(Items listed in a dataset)
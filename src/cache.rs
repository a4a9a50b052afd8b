// SPDX-FileCopyrightText: 2025 Hyperpolymath
// SPDX-License-Identifier: PMPL-1.0-or-later

//! Anti-abuse memory of recently seen pingback sources.
//!
//! Two capped sets are kept:
//! 1. `attempted`: sources that got far enough to start verification
//! 2. `recorded`: sources whose pingback was accepted
//!
//! A set that reaches capacity is emptied before the next insert, so a
//! source can reappear after a reset. Lookups and inserts take separate
//! locks: two sessions for the same source may both pass the lookup before
//! either inserts. That window is accepted; this is spam suppression, not a
//! uniqueness guarantee.

use std::collections::HashSet;
use std::sync::Arc;
use tokio::sync::RwLock;
use tracing::debug;

/// Result of looking a source up in the cache.
#[derive(Debug, Clone, Copy, PartialEq, Eq)]
pub enum Seen {
    /// Never seen (or forgotten after a reset)
    New,
    /// A previous pingback from this source was accepted
    Recorded,
    /// A previous pingback from this source is in flight or failed
    Attempted,
}

/// Set that forgets everything once it fills up.
#[derive(Debug)]
struct CappedSet {
    entries: HashSet<String>,
    capacity: usize,
}

impl CappedSet {
    fn new(capacity: usize) -> Self {
        Self {
            entries: HashSet::new(),
            capacity,
        }
    }

    fn contains(&self, key: &str) -> bool {
        self.entries.contains(key)
    }

    /// Insert `key`, resetting first if full. Returns true when a reset happened.
    fn insert(&mut self, key: &str) -> bool {
        let reset = self.entries.len() >= self.capacity && !self.entries.contains(key);
        if reset {
            self.entries.clear();
        }
        self.entries.insert(key.to_string());
        reset
    }

    fn len(&self) -> usize {
        self.entries.len()
    }
}

/// Thread-safe anti-abuse cache shared by all sessions of one engine.
#[derive(Clone)]
pub struct AntiAbuseCache {
    attempted: Arc<RwLock<CappedSet>>,
    recorded: Arc<RwLock<CappedSet>>,
}

impl AntiAbuseCache {
    /// Create a cache whose sets each hold at most `capacity` sources.
    pub fn new(capacity: usize) -> Self {
        Self {
            attempted: Arc::new(RwLock::new(CappedSet::new(capacity))),
            recorded: Arc::new(RwLock::new(CappedSet::new(capacity))),
        }
    }

    /// Look a source up. `Recorded` wins over `Attempted`.
    pub async fn check(&self, source: &str) -> Seen {
        if self.recorded.read().await.contains(source) {
            return Seen::Recorded;
        }
        if self.attempted.read().await.contains(source) {
            return Seen::Attempted;
        }
        Seen::New
    }

    /// Remember that a session for `source` passed validation.
    pub async fn mark_attempted(&self, source: &str) {
        if self.attempted.write().await.insert(source) {
            debug!(source = %source, "Attempted set full, reset");
        }
    }

    /// Remember that a pingback from `source` was accepted.
    pub async fn mark_recorded(&self, source: &str) {
        if self.recorded.write().await.insert(source) {
            debug!(source = %source, "Recorded set full, reset");
        }
    }

    /// Number of `(attempted, recorded)` entries.
    pub async fn len(&self) -> (usize, usize) {
        (
            self.attempted.read().await.len(),
            self.recorded.read().await.len(),
        )
    }
}

#[cfg(test)]
mod tests {
    use super::*;

    #[tokio::test]
    async fn test_recorded_wins_over_attempted() {
        let cache = AntiAbuseCache::new(10);
        let source = "http://a.example/post";

        assert_eq!(cache.check(source).await, Seen::New);
        cache.mark_attempted(source).await;
        assert_eq!(cache.check(source).await, Seen::Attempted);
        cache.mark_recorded(source).await;
        assert_eq!(cache.check(source).await, Seen::Recorded);
    }

    #[tokio::test]
    async fn test_reset_on_overflow() {
        let cache = AntiAbuseCache::new(3);
        for i in 0..3 {
            cache.mark_attempted(&format!("http://s{i}.example/")).await;
        }
        assert_eq!(cache.len().await, (3, 0));
        assert_eq!(cache.check("http://s0.example/").await, Seen::Attempted);

        // Fourth distinct source empties the set first
        cache.mark_attempted("http://s3.example/").await;
        assert_eq!(cache.len().await, (1, 0));
        assert_eq!(cache.check("http://s0.example/").await, Seen::New);
        assert_eq!(cache.check("http://s3.example/").await, Seen::Attempted);
    }

    #[tokio::test]
    async fn test_clones_share_state() {
        let cache = AntiAbuseCache::new(10);
        let other = cache.clone();
        cache.mark_recorded("http://a.example/").await;
        assert_eq!(other.check("http://a.example/").await, Seen::Recorded);

        let fresh = AntiAbuseCache::new(10);
        assert_eq!(fresh.check("http://a.example/").await, Seen::New);
    }
}
// SPDX-FileCopyrightText: 2025 Hyperpolymath
// SPDX-License-Identifier: PMPL-1.0-or-later

//! Outbound pingbacks.
//!
//! Discovery prefers the `X-Pingback` response header and falls back to the
//! first `<link rel="pingback">` in the target page. A host-relative endpoint
//! is resolved against the target's scheme and host.

use crate::client::BoundedClient;
use crate::error::{Error, Result};
use crate::fault::FaultCode;
use crate::metrics::Metrics;
use crate::xmlrpc;
use lazy_static::lazy_static;
use regex::Regex;
use reqwest::header::HeaderMap;
use std::sync::Arc;
use tracing::{debug, info, warn};
use url::Url;

/// Header advertising a pingback endpoint.
pub const X_PINGBACK: &str = "x-pingback";

lazy_static! {
    static ref PINGBACK_LINK: Regex = Regex::new(r"(?i)<link[^>]+pingback[^>]*>").unwrap(/* known good */);
    pub(crate) static ref HREF: Regex =
        Regex::new(r#"(?i)href\s*=\s*["']?([^"'\s>]+)"#).unwrap(/* known good */);
}

/// Clean an attribute value: drop quotes, decode `&amp;`, trim.
pub(crate) fn clean_href(raw: &str) -> String {
    xmlrpc::decode_amp(&raw.replace(['"', '\''], ""))
        .trim()
        .to_string()
}

/// Locate the pingback endpoint advertised by a fetched target page.
pub fn endpoint_from_page(headers: &HeaderMap, body: &str, target: &Url) -> Option<Url> {
    let advertised = headers
        .get(X_PINGBACK)
        .and_then(|v| v.to_str().ok())
        .map(|v| v.trim().to_string())
        .filter(|v| !v.is_empty())
        .or_else(|| {
            let link = PINGBACK_LINK.find(body)?;
            let caps = HREF.captures(link.as_str())?;
            Some(clean_href(&caps[1]))
        })?;

    if advertised.contains("//") {
        return Url::parse(&advertised).ok();
    }

    // Host-relative: anchor at the target's root
    let host = target.host_str()?;
    let authority = match target.port() {
        Some(port) => format!("{host}:{port}"),
        None => host.to_string(),
    };
    let path = advertised.strip_prefix('/').unwrap_or(&advertised);
    Url::parse(&format!("{}://{}/{}", target.scheme(), authority, path)).ok()
}

/// Discovers pingback endpoints and posts `pingback.ping` calls.
#[derive(Clone)]
pub struct PingbackSender {
    client: BoundedClient,
    metrics: Arc<Metrics>,
}

impl PingbackSender {
    pub fn new(client: BoundedClient, metrics: Arc<Metrics>) -> Self {
        Self { client, metrics }
    }

    /// Fetch `target` and find its pingback endpoint.
    pub async fn discover(&self, target: &Url) -> Result<Url> {
        let page = self.client.get(target).await?;
        let endpoint =
            endpoint_from_page(&page.headers, &page.body, target).ok_or(Error::NoPingbackUri)?;
        debug!(target = %target, endpoint = %endpoint, "Discovered pingback endpoint");
        Ok(endpoint)
    }

    /// Notify `target` that `source` links to it. Returns the endpoint used.
    pub async fn send(&self, target: &Url, source: &Url) -> Result<Url> {
        let result = self.try_send(target, source).await;
        match &result {
            Ok(endpoint) => {
                info!(source = %source, target = %target, endpoint = %endpoint, "Pingback sent");
                self.metrics.outbound("sent");
            }
            Err(Error::Remote { code, message }) => {
                match FaultCode::try_from(*code) {
                    Ok(fault) => {
                        info!(source = %source, target = %target, code, fault = ?fault, message = %message, "Pingback refused")
                    }
                    Err(e) => {
                        info!(source = %source, target = %target, code, message = %message, error = %e, "Pingback refused")
                    }
                }
                self.metrics.outbound("fault");
            }
            Err(e) => {
                warn!(source = %source, target = %target, error = %e, "Pingback failed");
                self.metrics.outbound("error");
            }
        }
        result
    }

    async fn try_send(&self, target: &Url, source: &Url) -> Result<Url> {
        let endpoint = self.discover(target).await?;
        let call = xmlrpc::method_call(source.as_str(), target.as_str());
        let response = self.client.post(&endpoint, call).await?;

        if let Some((code, message)) = xmlrpc::parse_fault(&response.body) {
            return Err(Error::Remote { code, message });
        }
        Ok(endpoint)
    }
}

#[cfg(test)]
mod tests {
    use super::*;
    use reqwest::header::HeaderValue;

    fn target() -> Url {
        Url::parse("http://b.example:8081/posts/1").unwrap()
    }

    #[test]
    fn test_header_wins_over_link() {
        let mut headers = HeaderMap::new();
        headers.insert(X_PINGBACK, HeaderValue::from_static("http://b.example/xmlrpc"));
        let body = r#"<link rel="pingback" href="http://elsewhere.example/rpc">"#;
        assert_eq!(
            endpoint_from_page(&headers, body, &target()).unwrap().as_str(),
            "http://b.example/xmlrpc"
        );
    }

    #[test]
    fn test_link_tag_fallback() {
        let body = r#"<html><head>
<link rel="stylesheet" href="/style.css">
<link rel="pingback" href="http://b.example/rpc.php?a=1&amp;b=2" />
</head></html>"#;
        assert_eq!(
            endpoint_from_page(&HeaderMap::new(), body, &target()).unwrap().as_str(),
            "http://b.example/rpc.php?a=1&b=2"
        );
    }

    #[test]
    fn test_relative_endpoint_resolved_against_target() {
        let mut headers = HeaderMap::new();
        headers.insert(X_PINGBACK, HeaderValue::from_static("/pingback"));
        assert_eq!(
            endpoint_from_page(&headers, "", &target()).unwrap().as_str(),
            "http://b.example:8081/pingback"
        );

        let body = "<link href='xmlrpc.php' rel='pingback'>";
        assert_eq!(
            endpoint_from_page(&HeaderMap::new(), body, &target()).unwrap().as_str(),
            "http://b.example:8081/xmlrpc.php"
        );
    }

    #[test]
    fn test_no_endpoint() {
        assert!(endpoint_from_page(&HeaderMap::new(), "<html></html>", &target()).is_none());
    }
}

■ **Exercise details**:
All that is needed is the exact run of lines above from the line containing "Look a source" through the line containing "assert_eq!(cache.len().await, (1, 0));", both of them included.

■ **Response area**:
    /// Look a source up. `Recorded` wins over `Attempted`.
    pub async fn check(&self, source: &str) -> Seen {
        if self.recorded.read().await.contains(source) {
            return Seen::Recorded;
        }
        if self.attempted.read().await.contains(source) {
            return Seen::Attempted;
        }
        Seen::New
    }

    /// Remember that a session for `source` passed validation.
    pub async fn mark_attempted(&self, source: &str) {
        if self.attempted.write().await.insert(source) {
            debug!(source = %source, "Attempted set full, reset");
        }
    }

    /// Remember that a pingback from `source` was accepted.
    pub async fn mark_recorded(&self, source: &str) {
        if self.recorded.write().await.insert(source) {
            debug!(source = %source, "Recorded set full, reset");
        }
    }

    /// Number of `(attempted, recorded)` entries.
    pub async fn len(&self) -> (usize, usize) {
        (
            self.attempted.read().await.len(),
            self.recorded.read().await.len(),
        )
    }
}

#[cfg(test)]
mod tests {
    use super::*;

    #[tokio::test]
    async fn test_recorded_wins_over_attempted() {
        let cache = AntiAbuseCache::new(10);
        let source = "http://a.example/post";

        assert_eq!(cache.check(source).await, Seen::New);
        cache.mark_attempted(source).await;
        assert_eq!(cache.check(source).await, Seen::Attempted);
        cache.mark_recorded(source).await;
        assert_eq!(cache.check(source).await, Seen::Recorded);
    }

    #[tokio::test]
    async fn test_reset_on_overflow() {
        let cache = AntiAbuseCache::new(3);
        for i in 0..3 {
            cache.mark_attempted(&format!("http://s{i}.example/")).await;
        }
        assert_eq!(cache.len().await, (3, 0));
        assert_eq!(cache.check("http://s0.example/").await, Seen::Attempted);

        // Fourth distinct source empties the set first
        cache.mark_attempted("http://s3.example/").await;
        assert_eq!(cache.len().await, (1, 0));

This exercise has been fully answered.